Collected data
╔══

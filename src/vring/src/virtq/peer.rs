/*
Copyright 2026  The Hyperlight Authors.

Licensed under the Apache License, Version 2.0 (the "License");
you may not use this file except in compliance with the License.
You may obtain a copy of the License at

    http://www.apache.org/licenses/LICENSE-2.0

Unless required by applicable law or agreed to in writing, software
distributed under the License is distributed on an "AS IS" BASIS,
WITHOUT WARRANTIES OR CONDITIONS OF ANY KIND, either express or implied.
See the License for the specific language governing permissions and
limitations under the License.
*/

//! Device side of the split ring.
//!
//! [`DeviceRing`] consumes chain heads from the available ring, resolves them
//! (including indirect tables) into [`BufferElement`] lists, and publishes
//! completions in the used ring. It trusts nothing the driver wrote: every
//! index and chain is bounds checked and walks are capped by the table size.

use smallvec::SmallVec;
use thiserror::Error;

use super::chain::BufferElement;
use super::desc::{DescTable, Descriptor};
use super::ring::{AvailFlags, AvailRing, RingError, UsedElem, UsedFlags, UsedRing, ring_need_event};
use super::{Layout, MemOps};

#[derive(Error, Debug, Clone, Copy, PartialEq, Eq)]
pub enum PeerError {
    #[error("Ring error: {0}")]
    Ring(#[from] RingError),
    #[error("Available head {0} out of range")]
    BadHead(u16),
    #[error("Malformed descriptor chain at head {0}")]
    BadChain(u16),
    #[error("Available index {avail} is more than a ring ahead of {last_avail}")]
    IndexOverrun { avail: u16, last_avail: u16 },
}

/// A chain popped from the available ring.
#[derive(Debug, Clone)]
pub struct AvailChain {
    /// Head descriptor index, to be reported back in the used ring.
    pub head: u16,
    /// Resolved buffers, readable ones first.
    pub elems: SmallVec<[BufferElement; 16]>,
    /// Whether the chain was described by an indirect table.
    pub indirect: bool,
}

impl AvailChain {
    pub fn readables(&self) -> impl Iterator<Item = &BufferElement> {
        self.elems.iter().filter(|e| !e.writable)
    }

    pub fn writables(&self) -> impl Iterator<Item = &BufferElement> {
        self.elems.iter().filter(|e| e.writable)
    }

    /// Total capacity of the writable buffers.
    pub fn writable_len(&self) -> u32 {
        self.writables().map(|e| e.len).sum()
    }
}

/// Device half of a split virtqueue.
#[derive(Debug)]
pub struct DeviceRing<M> {
    mem: M,
    desc: DescTable,
    avail: AvailRing,
    used: UsedRing,
    size: u16,
    event_idx: bool,
    last_avail_idx: u16,
    used_idx: u16,
    signalled_used: u16,
    kicks_enabled: bool,
}

impl<M: MemOps> DeviceRing<M> {
    /// Attach to a ring the driver has already initialized.
    pub fn new(layout: Layout, mem: M, event_idx: bool) -> Result<Self, RingError> {
        let size = layout.queue_size;
        let desc = DescTable::new(layout.desc_table_addr, size).ok_or(RingError::InvalidLayout)?;
        Ok(Self {
            mem,
            desc,
            avail: AvailRing::new(layout.avail_addr, size),
            used: UsedRing::new(layout.used_addr, size),
            size,
            event_idx,
            last_avail_idx: 0,
            used_idx: 0,
            signalled_used: 0,
            kicks_enabled: true,
        })
    }

    #[inline]
    pub fn mem(&self) -> &M {
        &self.mem
    }

    #[inline]
    pub fn last_avail_idx(&self) -> u16 {
        self.last_avail_idx
    }

    #[inline]
    pub fn used_idx(&self) -> u16 {
        self.used_idx
    }

    /// Number of chains the driver has published that we have not popped.
    pub fn avail_pending(&self) -> Result<u16, PeerError> {
        let avail = self
            .mem
            .load_acquire(self.avail.idx_addr())
            .map_err(|_| RingError::MemError)?;
        let pending = avail.wrapping_sub(self.last_avail_idx);
        if pending > self.size {
            return Err(PeerError::IndexOverrun {
                avail,
                last_avail: self.last_avail_idx,
            });
        }

        Ok(pending)
    }

    /// Pop the next available chain, if any.
    pub fn pop_avail(&mut self) -> Result<Option<AvailChain>, PeerError> {
        if self.avail_pending()? == 0 {
            return Ok(None);
        }

        let head: u16 = self
            .mem
            .read_val(self.avail.slot_addr(self.last_avail_idx))
            .map_err(|_| RingError::MemError)?;
        if head >= self.size {
            return Err(PeerError::BadHead(head));
        }

        let chain = self.read_chain(head)?;
        self.last_avail_idx = self.last_avail_idx.wrapping_add(1);

        if self.event_idx && self.kicks_enabled {
            self.write_avail_event(self.last_avail_idx)?;
        }

        Ok(Some(chain))
    }

    fn read_chain(&self, head: u16) -> Result<AvailChain, PeerError> {
        let first = self.read_desc(&self.desc, head)?;

        if first.is_indirect() {
            let len = first.len as usize;
            if first.is_next() || len == 0 || len % Descriptor::SIZE != 0 {
                return Err(PeerError::BadChain(head));
            }

            let entries =
                u16::try_from(len / Descriptor::SIZE).map_err(|_| PeerError::BadChain(head))?;
            let table = DescTable::new(first.addr, entries).ok_or(PeerError::BadChain(head))?;
            let elems = self.walk(&table, 0, head, true)?;

            return Ok(AvailChain {
                head,
                elems,
                indirect: true,
            });
        }

        let elems = self.walk(&self.desc, head, head, false)?;
        Ok(AvailChain {
            head,
            elems,
            indirect: false,
        })
    }

    /// Follow `next` links through `table` starting at `start`.
    fn walk(
        &self,
        table: &DescTable,
        start: u16,
        head: u16,
        in_indirect: bool,
    ) -> Result<SmallVec<[BufferElement; 16]>, PeerError> {
        let mut elems = SmallVec::new();
        let mut idx = start;
        let mut seen_writable = false;

        for _ in 0..table.len() {
            let desc = self.read_desc(table, idx)?;
            if desc.is_indirect() && in_indirect {
                return Err(PeerError::BadChain(head));
            }

            let writable = desc.is_writeable();
            if seen_writable && !writable {
                return Err(PeerError::BadChain(head));
            }
            seen_writable |= writable;

            elems.push(BufferElement {
                addr: desc.addr,
                len: desc.len,
                writable,
            });

            if !desc.is_next() {
                return Ok(elems);
            }
            idx = desc.next;
        }

        // More links than descriptors: the chain loops.
        Err(PeerError::BadChain(head))
    }

    fn read_desc(&self, table: &DescTable, idx: u16) -> Result<Descriptor, PeerError> {
        let addr = table.desc_addr(idx).ok_or(RingError::IndexOutOfRange(idx))?;
        Ok(Descriptor::read(&self.mem, addr).map_err(|_| RingError::MemError)?)
    }

    /// Publish a completion for chain `id` with `len` bytes written.
    ///
    /// `id` is written as given so tests can play a misbehaving device.
    pub fn push_used(&mut self, id: u32, len: u32) -> Result<(), PeerError> {
        self.mem
            .write_val(self.used.elem_addr(self.used_idx), UsedElem { id, len })
            .map_err(|_| RingError::MemError)?;

        let new = self.used_idx.wrapping_add(1);
        self.mem
            .store_release(self.used.idx_addr(), new)
            .map_err(|_| RingError::MemError)?;
        self.used_idx = new;
        Ok(())
    }

    /// Should the driver be interrupted for completions pushed since the
    /// last call?
    pub fn needs_interrupt(&mut self) -> Result<bool, PeerError> {
        let old = self.signalled_used;
        let new = self.used_idx;
        self.signalled_used = new;
        if old == new {
            return Ok(false);
        }

        self.mem.fence();
        if self.event_idx {
            let event = self
                .mem
                .load_acquire(self.avail.used_event_addr())
                .map_err(|_| RingError::MemError)?;
            Ok(ring_need_event(event, new, old))
        } else {
            let flags = self
                .mem
                .load_acquire(self.avail.flags_addr())
                .map_err(|_| RingError::MemError)?;
            Ok(!AvailFlags::from_bits_truncate(flags).contains(AvailFlags::NO_INTERRUPT))
        }
    }

    /// Ask the driver not to notify us of new available buffers.
    pub fn disable_kicks(&mut self) -> Result<(), PeerError> {
        self.kicks_enabled = false;
        if !self.event_idx {
            self.write_used_flags(UsedFlags::NO_NOTIFY)?;
        }
        Ok(())
    }

    /// Re-enable notifications.
    ///
    /// Returns false if buffers were made available while kicks were
    /// disabled, in which case the caller must pop again instead of waiting.
    pub fn enable_kicks(&mut self) -> Result<bool, PeerError> {
        self.kicks_enabled = true;
        if self.event_idx {
            self.write_avail_event(self.last_avail_idx)?;
        } else {
            self.write_used_flags(UsedFlags::empty())?;
        }

        self.mem.fence();
        Ok(self.avail_pending()? == 0)
    }

    fn write_used_flags(&self, flags: UsedFlags) -> Result<(), PeerError> {
        self.mem
            .store_release(self.used.flags_addr(), flags.bits())
            .map_err(|_| RingError::MemError)?;
        Ok(())
    }

    fn write_avail_event(&self, idx: u16) -> Result<(), PeerError> {
        self.mem
            .store_release(self.used.avail_event_addr(), idx)
            .map_err(|_| RingError::MemError)?;
        Ok(())
    }
}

╚══

→ EXERCISE BRIEF
There is a run of lines above from the one with "See the License" to the one with "lists, and publishes"; print exactly that run, both ends included, and nothing else.

→ YOUR SOLUTION
See the License for the specific language governing permissions and
limitations under the License.
*/

//! Device side of the split ring.
//!
//! [`DeviceRing`] consumes chain heads from the available ring, resolves them
//! (including indirect tables) into [`BufferElement`] lists, and publishes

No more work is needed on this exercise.